Emergency management team: Responsible for coordinating the activities of all other
recovery/continuity/response teams and handling key decision making. They determine the
activation of the BCP. Other functions entail arranging the finances of the recovery, handling
legal matters evolving from the disaster, and handling public relations and media inquiries.
Offsite storage team: Responsible for obtaining, packaging and shipping media and records
to the recovery facilities, as well as establishing and overseeing an offsite storage schedule for
information created during operations at the recovery site.
Software team: Responsible for restoring system packs, loading and testing operating
systems software, and resolving system-level problems.
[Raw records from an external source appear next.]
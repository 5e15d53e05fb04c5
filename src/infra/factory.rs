use std::str::FromStr;
use std::sync::Arc;
use std::time::Duration;
use sqlx::{postgres::{PgPoolOptions, PgConnectOptions}, sqlite::{SqlitePoolOptions, SqliteJournalMode, SqliteConnectOptions}};
use sqlx::{PgPool, SqlitePool, ConnectOptions};
use tracing::info;
use tracing::log::LevelFilter;

use crate::config::Config;
use crate::state::AppState;
use crate::domain::services::auth_service::AuthService;
use crate::infra::payment::momo::MomoGateway;
use crate::infra::repositories::{
    postgres_auth_repo::PostgresAuthRepo, postgres_booking_repo::PostgresBookingRepo,
    postgres_cancellation_repo::PostgresCancellationRepo, postgres_room_repo::PostgresRoomRepo,
    postgres_user_repo::PostgresUserRepo,
    sqlite_auth_repo::SqliteAuthRepo, sqlite_booking_repo::SqliteBookingRepo,
    sqlite_cancellation_repo::SqliteCancellationRepo, sqlite_room_repo::SqliteRoomRepo,
    sqlite_user_repo::SqliteUserRepo,
};

pub async fn bootstrap_state(config: &Config) -> AppState {
    let database_url = &config.database_url;
    let payment_gateway = Arc::new(MomoGateway::new(config));

    if database_url.starts_with("postgres://") || database_url.starts_with("postgresql://") {
        info!("Initializing PostgreSQL connection...");

        let mut opts: PgConnectOptions = database_url.parse().expect("Invalid Postgres URL");
        opts = opts.log_statements(LevelFilter::Debug)
            .log_slow_statements(LevelFilter::Warn, Duration::from_millis(500));

        let pool = PgPoolOptions::new()
            .max_connections(10)
            .connect_with(opts)
            .await
            .expect("Failed to connect to Postgres");

        run_postgres_migrations(&pool).await;

        let auth_repo = Arc::new(PostgresAuthRepo::new(pool.clone()));
        let auth_service = Arc::new(AuthService::new(auth_repo.clone(), config.clone()));

        AppState {
            config: config.clone(),
            room_repo: Arc::new(PostgresRoomRepo::new(pool.clone())),
            booking_repo: Arc::new(PostgresBookingRepo::new(pool.clone())),
            cancellation_repo: Arc::new(PostgresCancellationRepo::new(pool.clone())),
            user_repo: Arc::new(PostgresUserRepo::new(pool.clone())),
            auth_repo,
            auth_service,
            payment_gateway,
        }
    } else {
        info!("Initializing SQLite connection with WAL Mode...");

        let opts = SqliteConnectOptions::from_str(database_url)
            .expect("Invalid SQLite connection string")
            .create_if_missing(true)
            .journal_mode(SqliteJournalMode::Wal)
            .busy_timeout(Duration::from_secs(5))
            .log_statements(LevelFilter::Debug)
            .log_slow_statements(LevelFilter::Warn, Duration::from_millis(500));

        let pool = SqlitePoolOptions::new()
            .max_connections(5)
            .connect_with(opts)
            .await
            .expect("Failed to connect to SQLite");

        run_sqlite_migrations(&pool).await;

        let auth_repo = Arc::new(SqliteAuthRepo::new(pool.clone()));
        let auth_service = Arc::new(AuthService::new(auth_repo.clone(), config.clone()));

        AppState {
            config: config.clone(),
            room_repo: Arc::new(SqliteRoomRepo::new(pool.clone())),
            booking_repo: Arc::new(SqliteBookingRepo::new(pool.clone())),
            cancellation_repo: Arc::new(SqliteCancellationRepo::new(pool.clone())),
            user_repo: Arc::new(SqliteUserRepo::new(pool.clone())),
            auth_repo,
            auth_service,
            payment_gateway,
        }
    }
}

async fn run_postgres_migrations(pool: &PgPool) {
    sqlx::migrate!("./migrations/postgres")
        .run(pool)
        .await
        .expect("Failed to run Postgres migrations");
}

async fn run_sqlite_migrations(pool: &SqlitePool) {
    sqlx::migrate!("./migrations/sqlite")
        .run(pool)
        .await
        .expect("Failed to run SQLite migrations");
}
Applications team: Travels to the system recovery site and restores user packs and
application programs on the backup system. As the recovery progresses, this team may have
the responsibility of monitoring application performance and database integrity.
Test Execution
Pretest: The set of actions necessary to set the stage for the actual test. This
ranges from placing tables in the proper operations recovery area to
transporting and installing backup telephone equipment. These activities are
outside the realm of those that would take place in the case of a real
emergency, in which there is no forewarning of the event and, therefore, no
time to take preparatory actions.
Test: This is the real action of the business continuity test. Actual operational
activities are executed to test the specific objectives of the BCP. Data entry,
telephone calls, information systems processing, handling orders, and
movement of personnel, equipment and suppliers should take place.
Evaluators review staff members as they perform the designated tasks. This is
the actual test of preparedness to respond to an emergency.
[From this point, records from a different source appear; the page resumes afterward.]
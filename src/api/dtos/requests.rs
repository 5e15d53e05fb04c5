use crate::domain::models::booking::BookingStatus;
use crate::domain::models::cancellation::RequestStatus;
use crate::domain::models::room::RoomStatus;
use chrono::NaiveDate;
use serde::Deserialize;

#[derive(Deserialize)]
#[serde(rename_all = "camelCase")]
pub struct CreateRoomRequest {
    pub name: String,
    pub room_type: String,
    pub bed_type: String,
    pub price: i64,
    pub capacity: i32,
    #[serde(default)]
    pub amenities: Vec<String>,
    #[serde(default)]
    pub images: Vec<String>,
    pub description: Option<String>,
}

#[derive(Deserialize)]
#[serde(rename_all = "camelCase")]
pub struct UpdateRoomRequest {
    pub name: Option<String>,
    pub room_type: Option<String>,
    pub bed_type: Option<String>,
    pub price: Option<i64>,
    pub capacity: Option<i32>,
    pub status: Option<RoomStatus>,
    pub amenities: Option<Vec<String>>,
    pub images: Option<Vec<String>>,
    pub description: Option<String>,
}

#[derive(Deserialize)]
#[serde(rename_all = "camelCase")]
pub struct CreateBookingRequest {
    pub room_id: String,
    pub check_in_date: NaiveDate,
    pub check_out_date: NaiveDate,
    pub adult_count: i32,
    #[serde(default)]
    pub child_count: i32,
    pub room_count: i32,
    pub contact_name: String,
    pub contact_email: String,
    pub contact_phone: String,
    pub note: Option<String>,
}

#[derive(Deserialize)]
#[serde(rename_all = "camelCase")]
pub struct UpdateBookingStatusRequest {
    pub status: BookingStatus,
}

#[derive(Deserialize)]
#[serde(rename_all = "camelCase")]
pub struct InitiatePaymentRequest {
    pub return_url: String,
}

/// Notify payload from the wallet gateway. `transId` arrives as a number.
#[derive(Deserialize)]
#[serde(rename_all = "camelCase")]
pub struct MomoCallbackRequest {
    pub order_id: String,
    pub result_code: i64,
    #[serde(default)]
    pub trans_id: Option<i64>,
    #[serde(default)]
    pub message: Option<String>,
}

#[derive(Deserialize)]
#[serde(rename_all = "camelCase")]
pub struct CreateCancellationRequest {
    pub booking_id: String,
    pub reason: String,
}

#[derive(Deserialize)]
#[serde(rename_all = "camelCase")]
pub struct ResolveCancellationRequest {
    pub status: RequestStatus,
    pub admin_notes: Option<String>,
}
Post-test: The cleanup of group activities. This phase comprises such
assignments as returning all resources to their proper place, disconnecting
equipment, returning personnel, and deleting all company data from third-
party systems. The post-test cleanup also includes formally evaluating the
plan and implementing indicated improvements.
Type of Tests
Desk-based evaluation/paper test: A paper walk-through of the
plan, involving major players in the plan's execution who reason out
what might happen in a particular type of service disruption. They
may walk through the entire plan or just a portion. The paper test
usually precedes the preparedness test.
Preparedness test: Usually a localized version of a full test, wherein
actual resources are expended in the simulation of a system crash.
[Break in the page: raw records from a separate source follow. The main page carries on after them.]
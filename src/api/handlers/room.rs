use axum::{
    extract::{Path, Query, State},
    response::IntoResponse,
    Json,
};
use crate::state::AppState;
use crate::error::AppError;
use crate::api::dtos::requests::{CreateRoomRequest, UpdateRoomRequest};
use crate::api::dtos::responses::AvailabilityResponse;
use crate::api::extractors::auth::AdminUser;
use crate::domain::models::room::{NewRoomParams, Room};
use chrono::NaiveDate;
use sqlx::types::Json as SqlxJson;
use std::sync::Arc;
use tracing::info;

#[derive(serde::Deserialize)]
pub struct AvailabilityQuery {
    pub check_in: NaiveDate,
    pub check_out: NaiveDate,
}

pub async fn list_rooms(
    State(state): State<Arc<AppState>>,
) -> Result<impl IntoResponse, AppError> {
    let rooms = state.room_repo.list().await?;
    Ok(Json(rooms))
}

pub async fn get_room(
    State(state): State<Arc<AppState>>,
    Path(room_id): Path<String>,
) -> Result<impl IntoResponse, AppError> {
    let room = state.room_repo.find_by_id(&room_id).await?
        .ok_or(AppError::NotFound("Room not found".to_string()))?;
    Ok(Json(room))
}

pub async fn check_availability(
    State(state): State<Arc<AppState>>,
    Path(room_id): Path<String>,
    Query(query): Query<AvailabilityQuery>,
) -> Result<impl IntoResponse, AppError> {
    if query.check_out <= query.check_in {
        return Err(AppError::Validation("Check-out date must be after check-in date".into()));
    }

    state.room_repo.find_by_id(&room_id).await?
        .ok_or(AppError::NotFound("Room not found".to_string()))?;

    let overlapping = state.booking_repo
        .count_overlap(&room_id, query.check_in, query.check_out)
        .await?;

    Ok(Json(AvailabilityResponse {
        room_id,
        check_in: query.check_in,
        check_out: query.check_out,
        available: overlapping == 0,
    }))
}

pub async fn create_room(
    State(state): State<Arc<AppState>>,
    AdminUser(_admin): AdminUser,
    Json(payload): Json<CreateRoomRequest>,
) -> Result<impl IntoResponse, AppError> {
    if payload.price <= 0 {
        return Err(AppError::Validation("Room price must be positive".into()));
    }
    if payload.capacity < 1 {
        return Err(AppError::Validation("Room capacity must be at least 1".into()));
    }

    let room = Room::new(NewRoomParams {
        name: payload.name,
        room_type: payload.room_type,
        bed_type: payload.bed_type,
        price: payload.price,
        capacity: payload.capacity,
        amenities: payload.amenities,
        images: payload.images,
        description: payload.description,
    });

    let created = state.room_repo.create(&room).await?;

    info!("Room created: {} ({})", created.id, created.name);

    Ok(Json(created))
}

pub async fn update_room(
    State(state): State<Arc<AppState>>,
    AdminUser(_admin): AdminUser,
    Path(room_id): Path<String>,
    Json(payload): Json<UpdateRoomRequest>,
) -> Result<impl IntoResponse, AppError> {
    let mut room = state.room_repo.find_by_id(&room_id).await?
        .ok_or(AppError::NotFound("Room not found".to_string()))?;

    if let Some(name) = payload.name { room.name = name; }
    if let Some(room_type) = payload.room_type { room.room_type = room_type; }
    if let Some(bed_type) = payload.bed_type { room.bed_type = bed_type; }
    if let Some(price) = payload.price {
        if price <= 0 {
            return Err(AppError::Validation("Room price must be positive".into()));
        }
        room.price = price;
    }
    if let Some(capacity) = payload.capacity {
        if capacity < 1 {
            return Err(AppError::Validation("Room capacity must be at least 1".into()));
        }
        room.capacity = capacity;
    }
    if let Some(status) = payload.status { room.status = status; }
    if let Some(amenities) = payload.amenities { room.amenities = SqlxJson(amenities); }
    if let Some(images) = payload.images { room.images = SqlxJson(images); }
    if let Some(description) = payload.description { room.description = Some(description); }

    let updated = state.room_repo.update(&room).await?;

    info!("Room updated: {}", updated.id);

    Ok(Json(updated))
}

pub async fn delete_room(
    State(state): State<Arc<AppState>>,
    AdminUser(_admin): AdminUser,
    Path(room_id): Path<String>,
) -> Result<impl IntoResponse, AppError> {
    // Bookings keep their room reference forever, so a room with any booking
    // history is retired via its status instead of deleted.
    let booked = state.booking_repo.count_for_room(&room_id).await?;
    if booked > 0 {
        return Err(AppError::Conflict("Room has bookings on record".into()));
    }

    state.room_repo.delete(&room_id).await?;

    info!("Room deleted: {}", room_id);

    Ok(Json(serde_json::json!({ "status": "deleted" })))
}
This test is performed regularly on different aspects of the plan and
can be a cost-effective way to gradually obtain evidence about how
good the plan is. It also provides a means to improve the plan in
increments.
Full operational test: This is one step away from an actual service
disruption. The organization should have tested the plan well on
paper and locally before endeavoring to completely shut down
operations. For purposes of the BCP testing, this is the disaster.